When I moved to Alabama for graduate school ten years ago, the American Southeast at first seemed less interesting than I had hoped it would be. I’d had ideas that the Southeast would have a strong sense of history, because this was where the Civil War and Civil Rights Movement had taken place. But I found that most of the towns in east-central Alabama did not seem particularly old or historic. The town of Auburn, where I lived, consisted mostly of postwar construction, with only a few nineteenth-century buildings. It was not until the end of my second year of grad school that I found something in Alabama that really inspired my sense of history in a uniquely historian-of-technology way: dams.
I was no stranger to dams. As the son of a power engineer, I had visited my share of dams on family vacations. I had also gone to college in Washington State, and I would see dams along the Columbia River whenever I drove to Portland. But it wasn’t until the end of my second year in Alabama that it occurred to me that there might be some dams near me. I was vaguely aware that there must be a dam at the end of Lake Martin, which I would cross over on the way to Birmingham. But I had no idea what it looked like, who built it, or when.

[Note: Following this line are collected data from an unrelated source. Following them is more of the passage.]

//! reqwest-backed streaming client for `/chat/completions`.

use super::retry::RetryPolicy;
use super::sse::{parse_chunk_payload, SseDecoder, StreamEvent};
use super::{ChunkStream, ModelClient};
use crate::config::ModelConfig;
use crate::error::ApiError;
use crate::types::{ChatRequest, StreamChunk};
use async_trait::async_trait;
use futures_util::StreamExt;
use reqwest::header::{HeaderMap, ACCEPT, RETRY_AFTER};
use std::time::{Duration, SystemTime};
use tokio::sync::mpsc;
use tokio::time::{sleep, timeout};
use tokio_stream::wrappers::ReceiverStream;
use tracing::{debug, warn};

/// Buffered chunks between the network reader task and the consumer.
const STREAM_BUFFER: usize = 64;

/// Client for OpenAI-compatible model APIs.
pub struct ApiClient {
    http: reqwest::Client,
    base_url: String,
    api_key: String,
    /// Bound on waiting for response headers and on gaps between body reads.
    idle_timeout: Duration,
    retry_policy: RetryPolicy,
}

impl ApiClient {
    /// Build a client from resolved model configuration.
    pub fn new(config: &ModelConfig, timeout: Duration) -> Self {
        Self::new_with_retry_policy(config, timeout, RetryPolicy::default())
    }

    fn new_with_retry_policy(
        config: &ModelConfig,
        timeout: Duration,
        retry_policy: RetryPolicy,
    ) -> Self {
        Self {
            http: build_http_client(timeout),
            base_url: config.base_url.trim_end_matches('/').to_string(),
            api_key: config.api_key.trim().to_string(),
            idle_timeout: timeout,
            retry_policy,
        }
    }

    /// Open a streaming completion and return its chunks.
    ///
    /// Transient failures are retried until the response headers arrive. After
    /// that, body errors are delivered through the stream.
    pub async fn stream_chat(&self, request: &ChatRequest) -> Result<ChunkStream, ApiError> {
        let response = self.open_stream_with_retries(request).await?;
        let (tx, rx) = mpsc::channel(STREAM_BUFFER);
        tokio::spawn(pump_stream(response, tx, self.idle_timeout));
        Ok(ReceiverStream::new(rx).boxed())
    }

    async fn open_stream(&self, request: &ChatRequest) -> Result<reqwest::Response, ApiError> {
        let url = format!("{}/chat/completions", self.base_url);
        let mut body = request.clone();
        body.stream = true;

        let mut builder = self
            .http
            .post(&url)
            .header(ACCEPT, "text/event-stream")
            .json(&body);
        if !self.api_key.is_empty() {
            builder = builder.bearer_auth(&self.api_key);
        }

        let response = timeout(self.idle_timeout, builder.send())
            .await
            .map_err(|_| {
                ApiError::InvalidResponse(format!(
                    "no response headers from {url} within {:?}",
                    self.idle_timeout
                ))
            })??;

        let status = response.status();
        if status.is_success() {
            return Ok(response);
        }
        let retry_after_secs = parse_retry_after(response.headers());
        let body = response.text().await.unwrap_or_default();
        Err(ApiError::status(status.as_u16(), body, retry_after_secs))
    }

    async fn open_stream_with_retries(
        &self,
        request: &ChatRequest,
    ) -> Result<reqwest::Response, ApiError> {
        let mut attempt: u32 = 0;
        loop {
            match self.open_stream(request).await {
                Ok(response) => return Ok(response),
                Err(err) => {
                    if !self.retry_policy.should_retry(&err, attempt) {
                        return Err(err);
                    }
                    let delay = self.retry_policy.retry_delay_for(attempt, &err);
                    warn!(attempt, ?delay, error = %err, "model request failed, retrying");
                    attempt = attempt.saturating_add(1);
                    sleep(delay).await;
                }
            }
        }
    }
}

#[async_trait]
impl ModelClient for ApiClient {
    async fn stream_chat(&self, request: &ChatRequest) -> Result<ChunkStream, ApiError> {
        ApiClient::stream_chat(self, request).await
    }
}

/// Build an HTTP client. Only the connect phase is bounded here; streamed
/// bodies are bounded per read in [`pump_stream`].
fn build_http_client(timeout: Duration) -> reqwest::Client {
    reqwest::Client::builder()
        .connect_timeout(timeout)
        .build()
        .unwrap_or_else(|_| reqwest::Client::new())
}

/// `Retry-After` as delta-seconds or an HTTP-date. Dates in the past yield `None`.
fn parse_retry_after(headers: &HeaderMap) -> Option<u64> {
    let value = headers.get(RETRY_AFTER)?.to_str().ok()?.trim();
    if let Ok(secs) = value.parse() {
        return Some(secs);
    }
    let at = httpdate::parse_http_date(value).ok()?;
    at.duration_since(SystemTime::now())
        .ok()
        .map(|wait| wait.as_secs().max(1))
}

/// Read the response body, decode SSE frames, and forward chunks until
/// `[DONE]`, end of body, the first error, or the receiver going away.
async fn pump_stream(
    response: reqwest::Response,
    tx: mpsc::Sender<Result<StreamChunk, ApiError>>,
    idle_timeout: Duration,
) {
    let mut body = response.bytes_stream();
    let mut decoder = SseDecoder::new();
    loop {
        let next = match timeout(idle_timeout, body.next()).await {
            Ok(next) => next,
            Err(_) => {
                let _ = tx
                    .send(Err(ApiError::InvalidResponse(format!(
                        "stream idle for more than {idle_timeout:?}"
                    ))))
                    .await;
                return;
            }
        };
        let (payloads, finished) = match next {
            Some(Ok(bytes)) => (decoder.push(&bytes), false),
            Some(Err(err)) => {
                let _ = tx.send(Err(ApiError::Http(err))).await;
                return;
            }
            None => (decoder.finish().into_iter().collect(), true),
        };

        for payload in payloads {
            let item = match parse_chunk_payload(&payload) {
                Ok(StreamEvent::Chunk(chunk)) => Ok(chunk),
                Ok(StreamEvent::Ignored) => continue,
                Ok(StreamEvent::Done) => return,
                Err(err) => Err(err),
            };
            let is_err = item.is_err();
            if tx.send(item).await.is_err() {
                debug!("stream consumer dropped, abandoning response body");
                return;
            }
            if is_err {
                return;
            }
        }
        if finished {
            return;
        }
    }
}

#[cfg(test)]
mod tests {
    use super::*;
    use crate::testsupport::{sse_data_block, sse_done_block};
    use crate::types::Message;
    use axum::extract::State;
    use axum::http::{HeaderMap as AxumHeaders, StatusCode};
    use axum::response::{IntoResponse, Response};
    use axum::routing::post;
    use axum::{Json, Router};
    use serde_json::{json, Value};
    use std::collections::VecDeque;
    use std::sync::atomic::{AtomicUsize, Ordering};
    use std::sync::{Arc, Mutex};

    #[derive(Default)]
    struct FakeProvider {
        responses: Mutex<VecDeque<(StatusCode, String)>>,
        hits: AtomicUsize,
        last_body: Mutex<Option<Value>>,
        last_auth: Mutex<Option<String>>,
    }

    async fn completions(
        State(provider): State<Arc<FakeProvider>>,
        headers: AxumHeaders,
        Json(body): Json<Value>,
    ) -> Response {
        provider.hits.fetch_add(1, Ordering::SeqCst);
        *provider.last_body.lock().unwrap() = Some(body);
        *provider.last_auth.lock().unwrap() = headers
            .get("authorization")
            .and_then(|v| v.to_str().ok())
            .map(str::to_string);
        let (status, body) = provider
            .responses
            .lock()
            .unwrap()
            .pop_front()
            .unwrap_or((StatusCode::INTERNAL_SERVER_ERROR, "exhausted".into()));
        (status, [("content-type", "text/event-stream")], body).into_response()
    }

    async fn spawn_provider(responses: Vec<(StatusCode, String)>) -> (String, Arc<FakeProvider>) {
        let provider = Arc::new(FakeProvider {
            responses: Mutex::new(responses.into()),
            ..FakeProvider::default()
        });
        let app = Router::new()
            .route("/v1/chat/completions", post(completions))
            .with_state(provider.clone());
        let listener = tokio::net::TcpListener::bind("127.0.0.1:0").await.unwrap();
        let addr = listener.local_addr().unwrap();
        tokio::spawn(async move {
            let _ = axum::serve(listener, app).await;
        });
        (format!("http://{addr}/v1/"), provider)
    }

    fn client_for(base_url: String) -> ApiClient {
        let config = ModelConfig {
            base_url,
            api_key: "test-key".into(),
            model: "dummy-model".into(),
            ..ModelConfig::default()
        };
        let policy = RetryPolicy {
            initial_backoff: Duration::from_millis(1),
            max_backoff: Duration::from_millis(5),
            ..RetryPolicy::default()
        };
        ApiClient::new_with_retry_policy(&config, Duration::from_secs(5), policy)
    }

    fn request() -> ChatRequest {
        ChatRequest {
            model: "dummy-model".into(),
            messages: vec![Message::user("hello")],
            tools: None,
            temperature: None,
            stream: false,
        }
    }

    fn chunk_json(delta: Value) -> String {
        sse_data_block(&json!({"choices": [{"index": 0, "delta": delta}]}).to_string())
    }

    #[tokio::test]
    async fn streams_chunks_until_done() {
        let body = format!(
            ": keepalive\n\n{}{}{}{}",
            chunk_json(json!({"role": "assistant", "content": "Hel"})),
            chunk_json(json!({"content": "lo"})),
            sse_data_block(r#"{"choices":[],"usage":{"total_tokens":9}}"#),
            sse_done_block()
        );
        let (base, provider) = spawn_provider(vec![(StatusCode::OK, body)]).await;
        let client = client_for(base);

        let chunks: Vec<_> = client.stream_chat(&request()).await.unwrap().collect().await;
        let texts: Vec<_> = chunks
            .into_iter()
            .map(|c| c.unwrap().text_delta.unwrap_or_default())
            .collect();
        assert_eq!(texts, vec!["Hel", "lo"]);

        let sent = provider.last_body.lock().unwrap().clone().unwrap();
        assert_eq!(sent["stream"], json!(true));
        assert_eq!(sent["model"], json!("dummy-model"));
        assert_eq!(
            provider.last_auth.lock().unwrap().as_deref(),
            Some("Bearer test-key")
        );
    }

    #[tokio::test]
    async fn retries_transient_status_before_stream_starts() {
        let body = format!("{}{}", chunk_json(json!({"content": "ok"})), sse_done_block());
        let (base, provider) = spawn_provider(vec![
            (StatusCode::SERVICE_UNAVAILABLE, "busy".into()),
            (StatusCode::OK, body),
        ])
        .await;
        let client = client_for(base);

        let chunks: Vec<_> = client.stream_chat(&request()).await.unwrap().collect().await;
        assert_eq!(chunks.len(), 1);
        assert_eq!(provider.hits.load(Ordering::SeqCst), 2);
    }

    #[tokio::test]
    async fn client_errors_are_not_retried() {
        let (base, provider) =
            spawn_provider(vec![(StatusCode::BAD_REQUEST, "bad model".into())]).await;
        let client = client_for(base);

        let err = match client.stream_chat(&request()).await {
            Ok(_) => panic!("expected status error"),
            Err(err) => err,
        };
        assert_eq!(err.status_code(), Some(400));
        assert!(err.to_string().contains("bad model"));
        assert_eq!(provider.hits.load(Ordering::SeqCst), 1);
    }

    #[tokio::test]
    async fn provider_error_mid_stream_ends_the_stream() {
        let body = format!(
            "{}{}{}",
            chunk_json(json!({"content": "par"})),
            sse_data_block(r#"{"error":{"message":"overloaded"}}"#),
            chunk_json(json!({"content": "never"}))
        );
        let (base, _provider) = spawn_provider(vec![(StatusCode::OK, body)]).await;
        let client = client_for(base);

        let chunks: Vec<_> = client.stream_chat(&request()).await.unwrap().collect().await;
        assert_eq!(chunks.len(), 2);
        assert!(chunks[0].is_ok());
        assert!(chunks[1].as_ref().unwrap_err().to_string().contains("overloaded"));
    }

    #[test]
    fn retry_after_header_is_parsed() {
        let mut headers = HeaderMap::new();
        headers.insert(RETRY_AFTER, "7".parse().unwrap());
        assert_eq!(parse_retry_after(&headers), Some(7));
        headers.insert(RETRY_AFTER, "Wed, 21 Oct 2015 07:28:00 GMT".parse().unwrap());
        assert_eq!(parse_retry_after(&headers), None);
        headers.insert(RETRY_AFTER, "soon".parse().unwrap());
        assert_eq!(parse_retry_after(&headers), None);
    }

    #[test]
    fn retry_after_http_date_in_the_future_counts_down() {
        let later = SystemTime::now() + Duration::from_secs(120);
        let mut headers = HeaderMap::new();
        headers.insert(RETRY_AFTER, httpdate::fmt_http_date(later).parse().unwrap());
        let secs = parse_retry_after(&headers).unwrap();
        assert!((100..=120).contains(&secs), "secs = {secs}");
    }
}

In the spring of my second year of grad school, I had been reading about dams built in India during Nehru’s time as I hunted for a dissertation topic. It occurred to me one fateful day that there were dams on the Tallapoosa River nearby that I had never seen, and they might make for an interesting Saturday afternoon excursion. Looking at a map, I found that I could see three of the Tallapoosa’s dams in a single trip, including the dam that impounded Lake Martin.
The first dam on my tour was Martin Dam, which I reached by taking AL-50 off of US-280 at Camp Hill. The road swings around the southeastern side of Lake Martin and passes over a bridge right in front of Martin Dam. There was no overlook for the dam, but I did find a place to pull off to the side of the road and park. The dam itself was tucked back in a canyon; I found a vantage point of it by following an abandoned roadbed for an old bridge across the river. The dam was big and impressive, if not exactly colossal.
I continued south along the Tallapoosa. The next dam, Yates, did not appear to be accessible. (I later got a view of it from downstream.) But the last dam, Thurlow, was right in the middle of the town of Tallassee. A bridge ran right in front of it, and I could see the whole thing from a sidewalk on the bridge.
From Tallassee, I took AL-14 straight back to Auburn. I eagerly sorted my pictures from the day. The next day, I checked out a book from the university library about the construction of the dams I had just seen: Putting “Loafing Streams” to Work: The Building of Lay, Mitchell, Martin, and Jordan Dams, 1910-1929, by Harvey H. Jackson. In the book, I read about how Alabama Power had transformed the landscape of the Alabama piedmont by building dams on the Tallapoosa and Coosa Rivers in the early twentieth century.
Seeing the dams and learning about their history opened up previously unexplored terrain in my mental map of Alabama history. It turned out that there were other interesting things that had happened in the state besides Civil War and Civil Rights. Those dams had been there the whole time I had been here, and much longer. They told stories of ambition, development, hard work, and not a little modernist hubris. Until embarking on my study of Alabama’s dams, I had no idea those stories were there to be told. Now that I’d started to listen to the stories, Alabama began to seem a good deal more interesting than it had before.